You'll just feel your way through OP. Do what you can cope with.

walledgarden6 · 07/03/2026 21:56

It’s such a deeply personal thing, you can only try and do what’s right for you in the moment. Try to think what would give future you the most comfort after this is over, or what would cause you the most regret.

I can only comment on my personal experience and to echo a previous post, being there for my dad’s final moments was serene, profoundly moving and comforting in a way I could never have imagined beforehand and I can’t really explain. We didn’t have a complex relationship though and he’d had dementia for a long time. I’d made peace with not being there if I’d popped out for whatever reason but I’m very very glad I was, after a long and difficult three weeks of end of life care at home.

And a huge thank you to all of those involved in end of life care; you’re all incredible.

glonurse · 07/03/2026 21:58

Yes you have to do what you feel is best. You know yourself the best and what will be best for you in the long term.

I'm a nurse and we always respect the adult children of dying parents. The no contact / low contact children always have good reasons for the separation.

glonurse · 07/03/2026 22:03

Chenecinquantecinq · 07/03/2026 20:44

Yes but apparently this is v common it’s just people are told it’s peaceful to be kind, which is why I asked for any medical people to comment. I think nowadays if cancer/morphine involved it “seems” peaceful but apparently eyes wide open stare etc is pretty common or absolute fighting to “escape” in last moments. I say this from what elderly relatives used to say from their memories when death at home was the norm for them as children. We sanitize everything nowadays. OP I’d 100 not be there!!

I'm in nursing and medications given near time of death are to ease the dying person's suffering, especially work of breathing, agonal breathing, secretions, etc

If you research near death experiences or hospice nurses' experiences

People who are dying experience visions towards the end - they talk to and see people who have passed and locations where they used to live

I think the eyes wide open is them seeing these visions

lurchersforever · 07/03/2026 22:05

I'm so grateful to everyone for sharing their experiences. They've all made me feel less alone.

I've come home now but I think I will probably go back tomorrow.

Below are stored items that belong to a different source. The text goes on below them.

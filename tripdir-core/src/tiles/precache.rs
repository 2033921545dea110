//! Sequential tile pre-cache orchestration.
//!
//! Tiles are fetched one at a time on purpose: it bounds server and
//! storage load, and it keeps progress counts exact and monotonic with no
//! out-of-order completions to reconcile.

use std::time::Duration;

use tokio_util::sync::CancellationToken;

use super::TileServerConfig;
use super::cache::{AVERAGE_TILE_BYTES, TileCache};
use super::fetch::TileFetcher;
use crate::geo::TileCoordinates;

/// A short pause is inserted after every `THROTTLE_EVERY` tiles to avoid
/// bursting the tile server.
const THROTTLE_EVERY: usize = 10;
const THROTTLE_PAUSE: Duration = Duration::from_millis(50);

/// Terminal summary of one pre-cache run. Never mutated after the run.
#[derive(Debug, Clone, Copy, Default, PartialEq, Eq)]
pub struct PreCacheResult {
    pub cached: usize,
    pub failed: usize,
    pub total: usize,
    pub cancelled: bool,
    pub estimated_bytes: u64,
}

impl PreCacheResult {
    /// The all-zero result used when the cache could not be opened at
    /// all. A zero-total result means "caching unsupported here", not an
    /// error.
    pub fn unavailable() -> Self {
        Self::default()
    }
}

/// Fetch and store `tiles` one at a time.
///
/// - already-cached URLs count as cached without a network request, so
///   re-running over the same area is cheap
/// - individual fetch or store failures are tallied, never propagated
/// - the cancellation token is checked before every tile; once set, the
///   run stops with a consistent partial result and `cancelled: true`
/// - `on_progress` is invoked after every tile with `(done, total)`
///
/// Pass `None` for the cache when opening it failed: the run degrades to
/// the all-zero unavailable result instead of erroring.
pub async fn pre_cache_tiles<C, F, P>(
    cache: Option<&C>,
    fetcher: &F,
    server: &TileServerConfig,
    tiles: &[TileCoordinates],
    cancel: &CancellationToken,
    mut on_progress: P,
) -> PreCacheResult
where
    C: TileCache,
    F: TileFetcher,
    P: FnMut(usize, usize),
{
    let Some(cache) = cache else {
        return PreCacheResult::unavailable();
    };

    let total = tiles.len();
    let mut cached = 0usize;
    let mut failed = 0usize;

    for (i, tile) in tiles.iter().enumerate() {
        if cancel.is_cancelled() {
            return PreCacheResult {
                cached,
                failed,
                total,
                cancelled: true,
                estimated_bytes: cached as u64 * AVERAGE_TILE_BYTES,
            };
        }

        let url = server.tile_url(tile);

        if cache.contains(&url).unwrap_or(false) {
            cached += 1;
        } else {
            match fetcher.fetch(&url, cancel).await {
                Ok(bytes) => match cache.put(&url, &bytes) {
                    Ok(()) => cached += 1,
                    Err(_) => failed += 1,
                },
                Err(_) => failed += 1,
            }
        }

        on_progress(cached + failed, total);

        if (i + 1) % THROTTLE_EVERY == 0 && i + 1 < total {
            tokio::time::sleep(THROTTLE_PAUSE).await;
        }
    }

    PreCacheResult {
        cached,
        failed,
        total,
        cancelled: false,
        estimated_bytes: cached as u64 * AVERAGE_TILE_BYTES,
    }
}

I stayed at a hotel last night and will probably do so again if I stay overnight.

Someone mentioned about my mum not caring about me or me about her - I do think she does and so do I. I suppose my dad did in his way too. It was just a bit fucked up really. My dad had a very difficult relationship with his mother too, which wasn't his fault.

OP posts:
Midsommermadness · 07/03/2026 22:10

AmandaBrotzman · 07/03/2026 16:12

I sat with my mum all day when she was dying. She didn't die until we had all left. My dad and brother were still in the hospital, I was in the car park with DS and other family members. Dad and bro returned to be with her just in time but it wasn't for her, it was for them. She was dying but I swear she knew somehow that we were all there with her and it stopped her from going. I know that sounds woo but I do believe it.

I was a carer for many years, people often wait until they are alone to die.

Midsommermadness · 07/03/2026 22:15

Shutuptrevor · 07/03/2026 16:55

It can take several weeks from the point you’re at, OP.

Go home, be there for your kids and pets. Explain to work that you’ve been there all weekend, he’s still ill but the timeline is unknown so you needed a bit of normality but may need to go again at short notice.

It won’t take weeks if he’s not eating or drinking.